#### Aim of the task
Repeat each entry. Keep every line exactly as it is.

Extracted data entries
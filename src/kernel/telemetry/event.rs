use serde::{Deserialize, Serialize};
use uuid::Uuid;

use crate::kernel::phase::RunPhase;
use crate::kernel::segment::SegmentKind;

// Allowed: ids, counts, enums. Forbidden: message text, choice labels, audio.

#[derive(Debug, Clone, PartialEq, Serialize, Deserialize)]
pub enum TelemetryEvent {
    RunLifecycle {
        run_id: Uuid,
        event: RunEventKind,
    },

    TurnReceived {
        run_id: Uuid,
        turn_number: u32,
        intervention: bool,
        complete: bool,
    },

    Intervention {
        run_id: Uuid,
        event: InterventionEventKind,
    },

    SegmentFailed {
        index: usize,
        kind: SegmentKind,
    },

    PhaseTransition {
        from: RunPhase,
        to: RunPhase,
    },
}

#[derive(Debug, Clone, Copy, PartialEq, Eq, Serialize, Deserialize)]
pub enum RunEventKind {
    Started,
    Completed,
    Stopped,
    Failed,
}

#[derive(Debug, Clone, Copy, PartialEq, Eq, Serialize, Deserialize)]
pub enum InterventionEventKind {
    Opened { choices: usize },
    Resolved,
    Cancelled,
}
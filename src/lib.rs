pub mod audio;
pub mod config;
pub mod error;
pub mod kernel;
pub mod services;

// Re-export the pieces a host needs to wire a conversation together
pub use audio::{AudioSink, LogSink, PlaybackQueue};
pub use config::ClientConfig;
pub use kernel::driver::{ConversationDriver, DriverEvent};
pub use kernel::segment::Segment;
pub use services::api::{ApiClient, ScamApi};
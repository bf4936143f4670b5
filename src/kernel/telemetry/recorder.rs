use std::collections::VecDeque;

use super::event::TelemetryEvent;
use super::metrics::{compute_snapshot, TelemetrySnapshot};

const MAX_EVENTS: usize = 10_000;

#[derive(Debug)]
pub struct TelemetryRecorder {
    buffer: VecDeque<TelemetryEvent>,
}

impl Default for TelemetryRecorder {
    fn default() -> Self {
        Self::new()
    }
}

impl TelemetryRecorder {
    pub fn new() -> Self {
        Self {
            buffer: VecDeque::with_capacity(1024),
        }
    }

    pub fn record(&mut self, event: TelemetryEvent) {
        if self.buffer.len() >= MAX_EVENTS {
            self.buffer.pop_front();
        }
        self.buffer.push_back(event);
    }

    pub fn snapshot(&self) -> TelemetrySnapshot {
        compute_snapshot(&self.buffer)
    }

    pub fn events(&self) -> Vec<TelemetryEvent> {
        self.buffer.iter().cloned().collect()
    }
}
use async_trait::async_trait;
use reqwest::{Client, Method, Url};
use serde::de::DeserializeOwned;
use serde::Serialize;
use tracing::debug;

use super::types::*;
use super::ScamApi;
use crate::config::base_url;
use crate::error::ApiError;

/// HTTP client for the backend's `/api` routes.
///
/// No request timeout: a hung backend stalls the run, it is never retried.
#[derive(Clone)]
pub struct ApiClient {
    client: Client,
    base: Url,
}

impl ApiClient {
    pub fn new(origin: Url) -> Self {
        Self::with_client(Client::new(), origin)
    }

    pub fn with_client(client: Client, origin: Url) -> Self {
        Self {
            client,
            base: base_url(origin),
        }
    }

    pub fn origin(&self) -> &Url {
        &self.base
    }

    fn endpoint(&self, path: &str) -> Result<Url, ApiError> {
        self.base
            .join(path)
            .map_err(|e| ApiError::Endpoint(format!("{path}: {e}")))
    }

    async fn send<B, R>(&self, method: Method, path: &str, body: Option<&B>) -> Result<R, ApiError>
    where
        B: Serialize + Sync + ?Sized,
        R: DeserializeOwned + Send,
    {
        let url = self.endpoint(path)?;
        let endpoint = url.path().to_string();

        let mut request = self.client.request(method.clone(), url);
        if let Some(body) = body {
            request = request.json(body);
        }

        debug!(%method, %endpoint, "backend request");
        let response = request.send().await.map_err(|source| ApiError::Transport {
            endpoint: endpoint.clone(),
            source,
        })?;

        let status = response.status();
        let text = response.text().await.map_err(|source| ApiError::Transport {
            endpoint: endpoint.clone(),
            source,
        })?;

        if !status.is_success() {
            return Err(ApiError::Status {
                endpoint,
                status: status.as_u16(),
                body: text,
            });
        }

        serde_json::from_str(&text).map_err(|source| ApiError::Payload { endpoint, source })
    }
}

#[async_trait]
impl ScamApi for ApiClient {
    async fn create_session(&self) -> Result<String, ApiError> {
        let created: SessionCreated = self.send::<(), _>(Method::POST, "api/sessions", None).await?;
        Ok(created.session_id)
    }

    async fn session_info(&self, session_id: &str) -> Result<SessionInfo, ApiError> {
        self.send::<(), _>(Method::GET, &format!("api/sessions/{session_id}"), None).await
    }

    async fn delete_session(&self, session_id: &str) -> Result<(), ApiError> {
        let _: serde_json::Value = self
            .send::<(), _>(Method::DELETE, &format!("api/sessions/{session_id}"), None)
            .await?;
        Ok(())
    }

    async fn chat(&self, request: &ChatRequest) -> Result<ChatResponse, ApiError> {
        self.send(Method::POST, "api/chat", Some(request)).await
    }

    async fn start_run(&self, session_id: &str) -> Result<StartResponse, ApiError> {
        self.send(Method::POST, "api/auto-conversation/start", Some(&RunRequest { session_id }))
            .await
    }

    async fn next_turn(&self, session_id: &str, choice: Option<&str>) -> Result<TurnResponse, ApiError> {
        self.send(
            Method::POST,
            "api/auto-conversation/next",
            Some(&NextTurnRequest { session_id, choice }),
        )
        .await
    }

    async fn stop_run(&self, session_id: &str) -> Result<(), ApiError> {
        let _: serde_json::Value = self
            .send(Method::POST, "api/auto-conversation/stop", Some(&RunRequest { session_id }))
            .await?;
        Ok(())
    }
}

#### Exercise answer
filename src/kernel/telemetry/event.rs
use serde::{Deserialize, Serialize};
use uuid::Uuid;

use crate::kernel::phase::RunPhase;
use crate::kernel::segment::SegmentKind;

// Allowed: ids, counts, enums. Forbidden: message text, choice labels, audio.

#[derive(Debug, Clone, PartialEq, Serialize, Deserialize)]
pub enum TelemetryEvent {
    RunLifecycle {
        run_id: Uuid,
        event: RunEventKind,
    },

    TurnReceived {
        run_id: Uuid,
        turn_number: u32,
        intervention: bool,
        complete: bool,
    },

    Intervention {
        run_id: Uuid,
        event: InterventionEventKind,
    },

    SegmentFailed {
        index: usize,
        kind: SegmentKind,
    },

    PhaseTransition {
        from: RunPhase,
        to: RunPhase,
    },
}

#[derive(Debug, Clone, Copy, PartialEq, Eq, Serialize, Deserialize)]
pub enum RunEventKind {
    Started,
    Completed,
    Stopped,
    Failed,
}

#[derive(Debug, Clone, Copy, PartialEq, Eq, Serialize, Deserialize)]
pub enum InterventionEventKind {
    Opened { choices: usize },
    Resolved,
    Cancelled,
}
filename src/lib.rs
pub mod audio;
pub mod config;
pub mod error;
pub mod kernel;
pub mod services;

// Re-export the pieces a host needs to wire a conversation together
pub use audio::{AudioSink, LogSink, PlaybackQueue};
pub use config::ClientConfig;
pub use kernel::driver::{ConversationDriver, DriverEvent};
pub use kernel::segment::Segment;
pub use services::api::{ApiClient, ScamApi};
repository bf4936143f4670b5
filename src/kernel/telemetry/recorder.rs
use std::collections::VecDeque;

use super::event::TelemetryEvent;
use super::metrics::{compute_snapshot, TelemetrySnapshot};

const MAX_EVENTS: usize = 10_000;

#[derive(Debug)]
pub struct TelemetryRecorder {
    buffer: VecDeque<TelemetryEvent>,
}

impl Default for TelemetryRecorder {
    fn default() -> Self {
        Self::new()
    }
}

impl TelemetryRecorder {
    pub fn new() -> Self {
        Self {
            buffer: VecDeque::with_capacity(1024),
        }
    }

    pub fn record(&mut self, event: TelemetryEvent) {
        if self.buffer.len() >= MAX_EVENTS {
            self.buffer.pop_front();
        }
        self.buffer.push_back(event);
    }

    pub fn snapshot(&self) -> TelemetrySnapshot {
        compute_snapshot(&self.buffer)
    }

    pub fn events(&self) -> Vec<TelemetryEvent> {
        self.buffer.iter().cloned().collect()
    }
}
use async_trait::async_trait;
use reqwest::{Client, Method, Url};
use serde::de::DeserializeOwned;
use serde::Serialize;
use tracing::debug;

use super::types::*;
use super::ScamApi;
use crate::config::base_url;
use crate::error::ApiError;

/// HTTP client for the backend's `/api` routes.
///
/// No request timeout: a hung backend stalls the run, it is never retried.
#[derive(Clone)]
pub struct ApiClient {
    client: Client,
    base: Url,
}

impl ApiClient {
    pub fn new(origin: Url) -> Self {
        Self::with_client(Client::new(), origin)
    }

    pub fn with_client(client: Client, origin: Url) -> Self {
        Self {
            client,
            base: base_url(origin),
        }
    }

    pub fn origin(&self) -> &Url {
        &self.base
    }

    fn endpoint(&self, path: &str) -> Result<Url, ApiError> {
        self.base
            .join(path)
            .map_err(|e| ApiError::Endpoint(format!("{path}: {e}")))
    }

    async fn send<B, R>(&self, method: Method, path: &str, body: Option<&B>) -> Result<R, ApiError>
    where
        B: Serialize + Sync + ?Sized,
        R: DeserializeOwned + Send,
    {
        let url = self.endpoint(path)?;
        let endpoint = url.path().to_string();

        let mut request = self.client.request(method.clone(), url);
        if let Some(body) = body {
            request = request.json(body);
        }

        debug!(%method, %endpoint, "backend request");
        let response = request.send().await.map_err(|source| ApiError::Transport {
            endpoint: endpoint.clone(),
            source,
        })?;

        let status = response.status();
        let text = response.text().await.map_err(|source| ApiError::Transport {
            endpoint: endpoint.clone(),
            source,
        })?;

        if !status.is_success() {
            return Err(ApiError::Status {
                endpoint,
                status: status.as_u16(),
                body: text,
            });
        }

        serde_json::from_str(&text).map_err(|source| ApiError::Payload { endpoint, source })
    }
}

#[async_trait]
impl ScamApi for ApiClient {
    async fn create_session(&self) -> Result<String, ApiError> {
        let created: SessionCreated = self.send::<(), _>(Method::POST, "api/sessions", None).await?;
        Ok(created.session_id)
    }

    async fn session_info(&self, session_id: &str) -> Result<SessionInfo, ApiError> {
        self.send::<(), _>(Method::GET, &format!("api/sessions/{session_id}"), None).await
    }

    async fn delete_session(&self, session_id: &str) -> Result<(), ApiError> {
        let _: serde_json::Value = self
            .send::<(), _>(Method::DELETE, &format!("api/sessions/{session_id}"), None)
            .await?;
        Ok(())
    }

    async fn chat(&self, request: &ChatRequest) -> Result<ChatResponse, ApiError> {
        self.send(Method::POST, "api/chat", Some(request)).await
    }

    async fn start_run(&self, session_id: &str) -> Result<StartResponse, ApiError> {
        self.send(Method::POST, "api/auto-conversation/start", Some(&RunRequest { session_id }))
            .await
    }

    async fn next_turn(&self, session_id: &str, choice: Option<&str>) -> Result<TurnResponse, ApiError> {
        self.send(
            Method::POST,
            "api/auto-conversation/next",
            Some(&NextTurnRequest { session_id, choice }),
        )
        .await
    }

    async fn stop_run(&self, session_id: &str) -> Result<(), ApiError> {
        let _: serde_json::Value = self
            .send(Method::POST, "api/auto-conversation/stop", Some(&RunRequest { session_id }))
            .await?;
        Ok(())
    }
}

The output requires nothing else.